▶ [GOAL OF THE EXERCISE]
Your answer must hold only the lines below from the line containing "0.0, last_pulse_time: None" through the line containing "let pulse_width = self.pulse_width_s();", each reproduced exactly.
───── DATASET EXTRACT ─────
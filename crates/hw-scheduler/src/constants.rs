//! Scheduling-bound constants, carried over from the BCM2835 PWM/DMA
//! approach: a fixed-size ring of GPIO frames is played back by the
//! PWM peripheral's FIFO at a constant clock rate, and the DMA engine
//! copies each frame's GPSET0/GPCLR0 words out just ahead of when the
//! PWM FIFO consumes them.

/// Frames held in the ring buffer at once.
pub const SOURCE_BUFFER_FRAMES: usize = 65536;

/// The BCM2835's nominal PWM clock source frequency, in Hz.
pub const NOMINAL_CLOCK_FREQ: f64 = 500_000_000.0;

/// PWM bits consumed per output clock (one GPIO frame = one 32-bit
/// FIFO word's worth of clocks).
pub const BITS_PER_CLOCK: f64 = 10.0;

/// PWM clock divider.
pub const CLOCK_DIV: f64 = 200.0;

/// Frames played back per second of wall-clock time.
pub const FRAMES_PER_SEC: f64 = NOMINAL_CLOCK_FREQ / BITS_PER_CLOCK / CLOCK_DIV;

/// Frames ahead of the current playback position before which an edge
/// cannot safely be scheduled (the DMA engine might already have
/// copied that frame out).
pub const MIN_SCHED_AHEAD_FRAME: i64 = (SOURCE_BUFFER_FRAMES >> 8) as i64;

/// Frames ahead of the current playback position beyond which an edge
/// cannot be scheduled without risking the ring wrapping back around
/// to it before playback catches up.
pub const MAX_SCHED_AHEAD_FRAME: i64 = (SOURCE_BUFFER_FRAMES - (SOURCE_BUFFER_FRAMES >> 6)) as i64;
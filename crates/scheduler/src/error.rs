/// Errors from the cooperative event loop.
#[derive(Debug, thiserror::Error)]
pub enum SchedulerError {
    #[error(transparent)]
    Hardware(#[from] hw_scheduler::SchedulerError),
    #[error("failed to install signal handler: {0}")]
    SignalHandler(#[from] std::io::Error),
}
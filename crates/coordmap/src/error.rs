/// Errors produced while mapping between Cartesian space and axis
/// (microstep) space.
#[derive(Debug, thiserror::Error, PartialEq)]
pub enum CoordMapError {
    /// The requested Cartesian point cannot be reached by this
    /// kinematic's geometry (e.g. outside a delta's reachable sphere,
    /// or a rotary arm angle outside its physical range).
    #[error("cartesian point ({0}, {1}, {2}) is not reachable by this kinematic")]
    Unreachable(f32, f32, f32),
}
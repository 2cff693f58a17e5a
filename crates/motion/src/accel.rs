/// How the effector's speed varies over the course of a single
/// segment. Unlike a lookahead planner, a segment always starts and
/// ends at (approximately) rest — see [`crate::planner::MotionPlanner`].
#[derive(Debug, Clone, Copy, PartialEq)]
pub enum AccelerationProfile {
    /// Constant velocity for the whole segment; used for homing moves
    /// where acceleration is deliberately omitted so the endstop
    /// trigger time is simple to reason about.
    None,
    /// Trapezoidal ramp: accelerate at `accel` mm/s^2 up to
    /// `cruise_velocity`, cruise, then decelerate back to zero at the
    /// same rate. Degrades to a triangle profile (no cruise phase)
    /// automatically when the segment is too short to reach
    /// `cruise_velocity`.
    ConstantAcceleration { accel: f32, cruise_velocity: f32 },
}

impl AccelerationProfile {
    /// Total time, in seconds, to cover `distance` millimeters under
    /// this profile.
    pub fn duration(&self, distance: f32) -> f32 {
        match *self {
            AccelerationProfile::None => 0.0,
            AccelerationProfile::ConstantAcceleration { accel, cruise_velocity } => {
                if accel <= 0.0 || cruise_velocity <= 0.0 || distance <= 0.0 {
                    return 0.0;
                }
                let accel_dist = cruise_velocity * cruise_velocity / (2.0 * accel);
                if 2.0 * accel_dist >= distance {
                    // Triangle profile: never reaches cruise_velocity.
                    let peak_v = (accel * distance).sqrt();
                    2.0 * peak_v / accel
                } else {
                    let accel_time = cruise_velocity / accel;
                    let cruise_dist = distance - 2.0 * accel_dist;
                    let cruise_time = cruise_dist / cruise_velocity;
                    2.0 * accel_time + cruise_time
                }
            }
        }
    }

    /// Distance covered by time `t` (seconds) into the segment, given
    /// it will travel `total_distance` millimeters overall. Returns
    /// `total_distance` for `t` beyond the profile's [`duration`].
    pub fn distance_at(&self, t: f32, total_distance: f32) -> f32 {
        if t <= 0.0 {
            return 0.0;
        }
        match *self {
            AccelerationProfile::None => {
                // Caller drives this profile with its own constant
                // rate; distance_at isn't meaningful without it, so
                // linear-in-time against total_distance/duration is
                // the degenerate case callers who pass None shouldn't
                // hit (homing uses direction/endstop polling instead).
                total_distance
            }
            AccelerationProfile::ConstantAcceleration { accel, cruise_velocity } => {
                if accel <= 0.0 || cruise_velocity <= 0.0 || total_distance <= 0.0 {
                    return total_distance.max(0.0);
                }
                let total_time = self.duration(total_distance);
                if t >= total_time {
                    return total_distance;
                }
                let accel_dist = cruise_velocity * cruise_velocity / (2.0 * accel);
                let triangle = 2.0 * accel_dist >= total_distance;
                if triangle {
                    let peak_v = (accel * total_distance).sqrt();
                    let accel_time = peak_v / accel;
                    if t <= accel_time {
                        0.5 * accel * t * t
                    } else {
                        let dt = t - accel_time;
                        let half_dist = total_distance / 2.0;
                        half_dist + peak_v * dt - 0.5 * accel * dt * dt
                    }
                } else {
                    let accel_time = cruise_velocity / accel;
                    let cruise_dist = total_distance - 2.0 * accel_dist;
                    let cruise_time = cruise_dist / cruise_velocity;
                    if t <= accel_time {
                        0.5 * accel * t * t
                    } else if t <= accel_time + cruise_time {
                        accel_dist + cruise_velocity * (t - accel_time)
                    } else {
                        let dt = t - accel_time - cruise_time;
                        accel_dist + cruise_dist + cruise_velocity * dt - 0.5 * accel * dt * dt
                    }
                }
            }
        }
    }

    /// Inverse of [`distance_at`](Self::distance_at): the elapsed time
    /// at which this profile has covered `d` millimeters of a segment
    /// totaling `total_distance` millimeters. `d` is clamped to
    /// `[0, total_distance]`.
    pub fn time_at_distance(&self, d: f32, total_distance: f32) -> f32 {
        let d = d.clamp(0.0, total_distance.max(0.0));
        match *self {
            AccelerationProfile::None => 0.0,
            AccelerationProfile::ConstantAcceleration { accel, cruise_velocity } => {
                if accel <= 0.0 || cruise_velocity <= 0.0 || total_distance <= 0.0 {
                    return 0.0;
                }
                let accel_dist = cruise_velocity * cruise_velocity / (2.0 * accel);
                let triangle = 2.0 * accel_dist >= total_distance;
                if triangle {
                    let peak_v = (accel * total_distance).sqrt();
                    let accel_time = peak_v / accel;
                    let half_dist = total_distance / 2.0;
                    if d <= half_dist {
                        (2.0 * d / accel).sqrt()
                    } else {
                        // d = half_dist + peak_v*dt - 0.5*accel*dt^2
                        let rem = d - half_dist;
                        let dt = solve_decel_quadratic(accel, peak_v, rem);
                        accel_time + dt
                    }
                } else {
                    let accel_time = cruise_velocity / accel;
                    let cruise_dist = total_distance - 2.0 * accel_dist;
                    let cruise_time = cruise_dist / cruise_velocity;
                    if d <= accel_dist {
                        (2.0 * d / accel).sqrt()
                    } else if d <= accel_dist + cruise_dist {
                        accel_time + (d - accel_dist) / cruise_velocity
                    } else {
                        let rem = d - accel_dist - cruise_dist;
                        let dt = solve_decel_quadratic(accel, cruise_velocity, rem);
                        accel_time + cruise_time + dt
                    }
                }
            }
        }
    }
}

/// Solves `rem = v*dt - 0.5*accel*dt^2` for the smaller non-negative
/// root of `dt`, the deceleration-phase time since the phase started
/// at velocity `v`.
fn solve_decel_quadratic(accel: f32, v: f32, rem: f32) -> f32 {
    // 0.5*accel*dt^2 - v*dt + rem = 0
    let a = 0.5 * accel;
    let b = -v;
    let c = rem;
    let disc = (b * b - 4.0 * a * c).max(0.0);
    let sqrt_disc = disc.sqrt();
    let dt1 = (-b - sqrt_disc) / (2.0 * a);
    let dt2 = (-b + sqrt_disc) / (2.0 * a);
    if dt1 >= 0.0 { dt1 } else { dt2.max(0.0) }
}

#[cfg(test)]
mod tests {
    use super::*;

    #[test]
    fn trapezoid_reaches_full_distance_at_total_duration() {
        let profile = AccelerationProfile::ConstantAcceleration { accel: 1000.0, cruise_velocity: 50.0 };
        let distance = 100.0;
        let total = profile.duration(distance);
        let at_end = profile.distance_at(total, distance);
        assert!((at_end - distance).abs() < 1e-2);
    }

    #[test]
    fn triangle_profile_when_distance_too_short_to_cruise() {
        let profile = AccelerationProfile::ConstantAcceleration { accel: 1000.0, cruise_velocity: 1000.0 };
        let distance = 1.0;
        let total = profile.duration(distance);
        let halfway = profile.distance_at(total / 2.0, distance);
        // Peak velocity point should be roughly half the total distance.
        assert!((halfway - distance / 2.0).abs() < distance * 0.1);
    }

    #[test]
    fn time_at_distance_round_trips_distance_at() {
        let profile = AccelerationProfile::ConstantAcceleration { accel: 800.0, cruise_velocity: 40.0 };
        let distance = 60.0;
        for frac in [0.1, 0.3, 0.5, 0.7, 0.9] {
            let d = distance * frac;
            let t = profile.time_at_distance(d, distance);
            let back = profile.distance_at(t, distance);
            assert!((back - d).abs() < 1e-2, "frac={frac} d={d} back={back}");
        }
    }

    #[test]
    fn distance_is_monotonic() {
        let profile = AccelerationProfile::ConstantAcceleration { accel: 500.0, cruise_velocity: 30.0 };
        let distance = 40.0;
        let total = profile.duration(distance);
        let mut last = 0.0;
        let mut t = 0.0;
        while t < total {
            let d = profile.distance_at(t, distance);
            assert!(d + 1e-4 >= last);
            last = d;
            t += total / 50.0;
        }
    }
}
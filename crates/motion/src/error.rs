/// Errors produced while planning or stepping a motion segment.
#[derive(Debug, thiserror::Error, PartialEq)]
pub enum MotionError {
    /// The target is outside the machine's kinematic reach.
    #[error(transparent)]
    Unreachable(#[from] coordmap::CoordMapError),
    /// A move or arc was requested with a feed rate of zero or less.
    #[error("feed rate must be positive, got {0}")]
    InvalidFeedRate(f32),
    /// An arc's radius did not agree between its start and end points
    /// within tolerance.
    #[error("arc radius mismatch: start implies {0}mm, end implies {1}mm")]
    ArcRadiusMismatch(f32, f32),
}
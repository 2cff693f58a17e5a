//! Entry point: parses CLI flags, builds the configured machine's IO
//! drivers and scheduler, then runs the G-code request/reply loop
//! until EOF, M0, M112, or a signal requests shutdown.

mod cli;
mod gcode_source;
mod gpio_reader;
mod machine;
mod state;

use std::fs::File;
use std::io::{self, BufRead, BufReader, Write};
use std::process::ExitCode;
use std::sync::Arc;

use clap::Parser;
use io_drivers::PinRegistry;
use scheduler::Scheduler;

use cli::Cli;
use gcode_source::GcodeFileStack;
use gpio_reader::GpioLevelReader;
use machine::{GenericCartesianMachine, Machine};
use state::{Outcome, State};

/// BCM2835 System Timer peripheral, physical base per the original
/// firmware's `TIMER_BASE`. `HardwareScheduler` reads its free-running
/// 64-bit counter (`CLO` at word offset 1, `CHI` at word offset 2) to
/// establish wall-clock time for the DMA ring.
const SYSTEM_TIMER_PHYSICAL_BASE: usize = 0x2000_3000;
const SYSTEM_TIMER_LEN_WORDS: usize = 4;

/// BCM2835 GPIO peripheral, physical base per the original firmware's
/// `GPIO_BASE`. Mapped separately from the system timer since
/// [`GpioLevelReader`] reads pin levels synchronously rather than
/// through the DMA ring.
const GPIO_PHYSICAL_BASE: usize = 0x2020_0000;
const GPIO_LEN_WORDS: usize = 16;

#[cfg(feature = "raspberry-pi")]
type Mem = hw_scheduler::DevMemMap;
#[cfg(not(feature = "raspberry-pi"))]
type Mem = hw_scheduler::VecMemMap;

/// Maps `len_words` words starting at `physical_base`. On a real
/// Raspberry Pi (the `raspberry-pi` feature) this is a genuine
/// `/dev/mem` mapping; otherwise it's an in-process stand-in, since
/// without real hardware there's nothing for a physical address to
/// mean.
#[cfg(feature = "raspberry-pi")]
fn map_peripheral(physical_base: usize, len_words: usize) -> anyhow::Result<Mem> {
    Ok(hw_scheduler::DevMemMap::new(physical_base, len_words)?)
}
#[cfg(not(feature = "raspberry-pi"))]
fn map_peripheral(physical_base: usize, len_words: usize) -> anyhow::Result<Mem> {
    Ok(hw_scheduler::VecMemMap::new(len_words, physical_base))
}

fn main() -> ExitCode {
    let cli = Cli::parse();
    tracing_subscriber::fmt()
        .with_max_level(cli.log_level())
        .with_writer(io::stderr)
        .init();

    match run(cli) {
        Ok(code) => code,
        Err(err) => {
            tracing::error!(%err, "fatal error");
            ExitCode::FAILURE
        }
    }
}

fn run(cli: Cli) -> anyhow::Result<ExitCode> {
    let (root, root_fd): (Box<dyn BufRead + Send>, Option<i32>) = match &cli.input_path {
        Some(path) => {
            let file = File::open(path)?;
            let fd = gcode_source::raw_fd_of(&file);
            (Box::new(BufReader::new(file)), fd)
        }
        None => {
            let stdin = io::stdin();
            let fd = gcode_source::raw_fd_of(&stdin);
            (Box::new(BufReader::new(stdin)), fd)
        }
    };
    let mut mirror: Box<dyn Write + Send> = match &cli.output_path {
        Some(path) => Box::new(File::create(path)?),
        None => Box::new(io::sink()),
    };
    let fsroot = match cli.fsroot.clone() {
        Some(path) => path,
        None => std::env::current_dir()?,
    };
    let files = GcodeFileStack::new_with_fd(root, fsroot, root_fd);

    let pins = PinRegistry::new();
    let gpio_mem = map_peripheral(GPIO_PHYSICAL_BASE, GPIO_LEN_WORDS)?;
    let reader: Arc<dyn io_drivers::PinReader + Send + Sync> = Arc::new(GpioLevelReader::new(gpio_mem));

    let machine = GenericCartesianMachine;
    let io = machine.build_io(&pins, reader)?;

    let timer_mem = map_peripheral(SYSTEM_TIMER_PHYSICAL_BASE, SYSTEM_TIMER_LEN_WORDS)?;
    let scheduler = Scheduler::new(timer_mem, hw_scheduler::constants::SOURCE_BUFFER_FRAMES, pins)?;

    let mut state = State::new(&machine, scheduler, io, files);
    let mut exit_code = ExitCode::SUCCESS;
    let stdout = io::stdout();

    while state.should_continue() {
        let line = match state.next_line()? {
            Some(line) => line,
            None => break,
        };
        let _ = mirror.write_all(line.as_bytes());

        match state.dispatch_line(&line) {
            Outcome::Reply(response) => {
                if let Some(wire) = response.to_wire() {
                    let mut out = stdout.lock();
                    out.write_all(wire.as_bytes())?;
                    out.flush()?;
                }
            }
            Outcome::Exit(code) => {
                exit_code = code;
                break;
            }
        }
    }

    state.shutdown();
    Ok(exit_code)
}
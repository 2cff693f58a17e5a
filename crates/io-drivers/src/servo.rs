//! A hobby servo driven by a ~20ms-period pulse whose width (typically
//! 1-2ms) encodes the commanded angle. Expressed as two `OutputEvent`s
//! per cycle (rising edge, then the falling edge at the pulse width)
//! rather than a duty-cycle PWM, since servo pulse width is an
//! absolute quantity, not a fraction of the period.

use crate::driver::IoDriver;
use crate::event::{EdgeSink, OutputEvent};
use crate::pin::IoPin;

pub const SERVO_PERIOD_S: f64 = 0.02;
pub const MIN_PULSE_WIDTH_S: f64 = 0.001;
pub const MAX_PULSE_WIDTH_S: f64 = 0.002;

pub struct ServoDriver {
    pin: IoPin,
    angle_degrees: f32,
    last_pulse_time: Option<f64>,
}

impl ServoDriver {
    pub fn new(pin: IoPin) -> Self {
        ServoDriver { pin, angle_degrees: 0.0, last_pulse_time: None }
    }

    fn pulse_width_s(&self) -> f64 {
        let fraction = (self.angle_degrees / 180.0).clamp(0.0, 1.0) as f64;
        MIN_PULSE_WIDTH_S + fraction * (MAX_PULSE_WIDTH_S - MIN_PULSE_WIDTH_S)
    }

    fn fire_pulse(&mut self, sink: &mut dyn EdgeSink, now: f64) {
        let pulse_width = self.pulse_width_s();
        sink.queue(OutputEvent::new(now, self.pin.pin_number(), self.pin.logical_to_physical(true)));
        sink.queue(OutputEvent::new(now + pulse_width, self.pin.pin_number(), self.pin.logical_to_physical(false)));
        self.last_pulse_time = Some(now);
    }
}

impl IoDriver for ServoDriver {
    fn set_servo_angle_degrees(&mut self, sink: &mut dyn EdgeSink, now: f64, degrees: f32) {
        self.angle_degrees = degrees;
        self.fire_pulse(sink, now);
    }

    /// Re-fires the pulse once per `SERVO_PERIOD_S`, independent of how
    /// often the idle-CPU tick itself runs.
    fn on_idle_cpu(&mut self, sink: &mut dyn EdgeSink, now: f64, _interval: f32) -> bool {
        let due = self.last_pulse_time.map_or(true, |since| now - since >= SERVO_PERIOD_S);
        if due {
            self.fire_pulse(sink, now);
        }
        true
    }
}

#[cfg(test)]
mod tests {
    use super::*;
    use crate::pin::PinRegistry;

    #[derive(Default)]
    struct RecordingSink {
        events: Vec<OutputEvent>,
    }
    impl EdgeSink for RecordingSink {
        fn queue(&mut self, event: OutputEvent) {
            self.events.push(event);
        }
        fn queue_pwm(&mut self, _pin: u8, _duty: f32, _max_period: f32) {}
    }

    #[test]
    fn max_angle_yields_max_pulse_width() {
        let registry = PinRegistry::new();
        let pin = registry.claim(8, false, false).unwrap();
        let mut servo = ServoDriver::new(pin);
        let mut sink = RecordingSink::default();

        servo.set_servo_angle_degrees(&mut sink, 0.0, 180.0);

        assert_eq!(sink.events.len(), 2);
        let width = sink.events[1].time - sink.events[0].time;
        assert!((width - MAX_PULSE_WIDTH_S).abs() < 1e-9);
    }
}
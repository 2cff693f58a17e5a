//! The machine description: everything that varies between printers
//! and nothing that varies between G-code dialects. Shaped after the
//! original firmware's `Machine` interface (`getIoDrivers`,
//! `getCoordMap`, `getAxisSteppers`, `defaultMoveRate`, ...) but
//! expressed as a Rust trait plus a bundle of already-constructed
//! drivers rather than a virtual C++ base class, since every driver
//! this workspace ships is already enumerable in [`AnyIoDriver`].
//!
//! Only one concrete machine ships here: a plain Cartesian printer
//! with made-up-but-plausible pin numbers and thermal constants. A
//! real deployment swaps this module out for its own wiring; nothing
//! elsewhere in the crate assumes Cartesian kinematics specifically.

use std::sync::Arc;

use coordmap::Cartesian;
use io_drivers::{
    AnyIoDriver, DriverError, EndstopDriver, FanDriver, HeaterDriver, PinReader, PinRegistry,
    RcThermistor, ServoDriver, StepDirStepper,
};
use motion::{axis_stepper::StepDirection, Kinematics};
use thermal::{Beta, Pid, SafetyLimits};

/// The drivers a machine builds, plus enough indices into them for the
/// state machine to address "the X stepper" or "the hotend heater"
/// without caring where in the vector it happens to live.
pub struct MachineIo {
    pub drivers: Vec<AnyIoDriver>,
    /// Indices for X, Y, Z, and the extruder, in that order — matches
    /// `motion::StepEvent::axis`'s numbering.
    pub stepper_index: [usize; 4],
    pub endstop_index: [Option<usize>; 3],
    pub fan_index: Option<usize>,
    pub hotend_heater_index: usize,
    pub hotend_thermistor_index: usize,
    pub bed_heater_index: Option<usize>,
    pub bed_thermistor_index: Option<usize>,
    pub servo_index: Option<usize>,
}

/// Everything the state machine needs to know about the physical
/// printer it's driving, independent of G-code semantics.
pub trait Machine {
    fn kinematics(&self) -> Kinematics;
    fn steps_per_mm_e(&self) -> f32;
    fn max_extrusion_rate(&self) -> f32;
    fn max_accel(&self) -> f32;
    fn default_feed_rate_mm_s(&self) -> f32;
    fn homing_feed_rate_mm_s(&self) -> f32;
    fn homing_direction(&self, axis: usize) -> StepDirection;

    /// Builds every `IoDriver` this machine owns, claiming pins out of
    /// `pins` and reading endstop/thermistor sense pins through
    /// `reader`.
    fn build_io(
        &self,
        pins: &PinRegistry,
        reader: Arc<dyn PinReader + Send + Sync>,
    ) -> Result<MachineIo, DriverError>;
}

/// A plain Cartesian printer: one stepper per mechanical axis plus the
/// extruder, X/Y/Z endstops, a hotend and bed heater each with an RC
/// thermistor, a part-cooling fan, and a single accessory servo (e.g.
/// a probe deploy arm). Pin numbers, steps/mm, and thermal constants
/// are representative defaults, not any specific board's wiring.
pub struct GenericCartesianMachine;

impl Machine for GenericCartesianMachine {
    fn kinematics(&self) -> Kinematics {
        Kinematics::Cartesian(
            Cartesian::new([80.0, 80.0, 400.0])
                .with_bounds(coordmap::Vector3::ZERO, coordmap::Vector3::new(200.0, 200.0, 200.0)),
        )
    }

    fn steps_per_mm_e(&self) -> f32 {
        400.0
    }

    fn max_extrusion_rate(&self) -> f32 {
        300.0
    }

    fn max_accel(&self) -> f32 {
        800.0
    }

    fn default_feed_rate_mm_s(&self) -> f32 {
        50.0
    }

    fn homing_feed_rate_mm_s(&self) -> f32 {
        20.0
    }

    fn homing_direction(&self, _axis: usize) -> StepDirection {
        // Every axis's home position is step 0 (Cartesian::home_position),
        // so homing always drives toward decreasing step count.
        StepDirection::Negative
    }

    fn build_io(
        &self,
        pins: &PinRegistry,
        reader: Arc<dyn PinReader + Send + Sync>,
    ) -> Result<MachineIo, DriverError> {
        let mut drivers = Vec::new();

        let mut stepper = |step: u8, dir: u8, enable: u8| -> Result<usize, DriverError> {
            let step_pin = pins.claim(step, false, false)?;
            let dir_pin = pins.claim(dir, false, false)?;
            let enable_pin = pins.claim(enable, true, true)?;
            drivers.push(AnyIoDriver::Stepper(StepDirStepper::new(step_pin, dir_pin, Some(enable_pin))));
            Ok(drivers.len() - 1)
        };
        let x = stepper(2, 3, 4)?;
        let y = stepper(5, 6, 7)?;
        let z = stepper(8, 9, 10)?;
        let e = stepper(11, 12, 13)?;

        let mut endstop = |sense: u8| -> Result<usize, DriverError> {
            let sense_pin = pins.claim(sense, false, false)?;
            drivers.push(AnyIoDriver::Endstop(EndstopDriver::new(sense_pin, reader.clone())));
            Ok(drivers.len() - 1)
        };
        let endstop_x = endstop(14)?;
        let endstop_y = endstop(15)?;
        let endstop_z = endstop(16)?;

        let fan_pin = pins.claim(17, false, false)?;
        drivers.push(AnyIoDriver::Fan(FanDriver::new(fan_pin)));
        let fan_index = drivers.len() - 1;

        let hotend_heater_pin = pins.claim(18, false, false)?;
        drivers.push(AnyIoDriver::Heater(HeaterDriver::new(
            hotend_heater_pin,
            Pid::new(0.3, 0.02, 0.4, 0.0, 0.0, 1.0),
            SafetyLimits { max_temp: 285.0, min_heat_gain_temp: 2.0, min_heat_gain_time_s: 30.0, max_deviation: 10.0 },
        )));
        let hotend_heater_index = drivers.len() - 1;

        let hotend_drive_pin = pins.claim(19, false, false)?;
        drivers.push(AnyIoDriver::Thermistor(RcThermistor::new(
            hotend_drive_pin,
            20,
            reader.clone(),
            Beta::new(4700.0, 1023.0, 100_000.0, 298.15, 3950.0),
            1e-7,
        )));
        let hotend_thermistor_index = drivers.len() - 1;

        let bed_heater_pin = pins.claim(21, false, false)?;
        drivers.push(AnyIoDriver::Heater(HeaterDriver::new(
            bed_heater_pin,
            Pid::new(0.6, 0.01, 0.2, 0.0, 0.0, 1.0),
            SafetyLimits { max_temp: 150.0, min_heat_gain_temp: 1.0, min_heat_gain_time_s: 60.0, max_deviation: 10.0 },
        )));
        let bed_heater_index = drivers.len() - 1;

        let bed_drive_pin = pins.claim(22, false, false)?;
        drivers.push(AnyIoDriver::Thermistor(RcThermistor::new(
            bed_drive_pin,
            23,
            reader.clone(),
            Beta::new(4700.0, 1023.0, 100_000.0, 298.15, 3950.0),
            1e-7,
        )));
        let bed_thermistor_index = drivers.len() - 1;

        let servo_pin = pins.claim(24, false, false)?;
        drivers.push(AnyIoDriver::Servo(ServoDriver::new(servo_pin)));
        let servo_index = drivers.len() - 1;

        Ok(MachineIo {
            drivers,
            stepper_index: [x, y, z, e],
            endstop_index: [Some(endstop_x), Some(endstop_y), Some(endstop_z)],
            fan_index: Some(fan_index),
            hotend_heater_index,
            hotend_thermistor_index,
            bed_heater_index: Some(bed_heater_index),
            bed_thermistor_index: Some(bed_thermistor_index),
            servo_index: Some(servo_index),
        })
    }
}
─────
▶ [RESPONSE AREA]
        ServoDriver { pin, angle_degrees: 0.0, last_pulse_time: None }
    }

    fn pulse_width_s(&self) -> f64 {
        let fraction = (self.angle_degrees / 180.0).clamp(0.0, 1.0) as f64;
        MIN_PULSE_WIDTH_S + fraction * (MAX_PULSE_WIDTH_S - MIN_PULSE_WIDTH_S)
    }

    fn fire_pulse(&mut self, sink: &mut dyn EdgeSink, now: f64) {
        let pulse_width = self.pulse_width_s();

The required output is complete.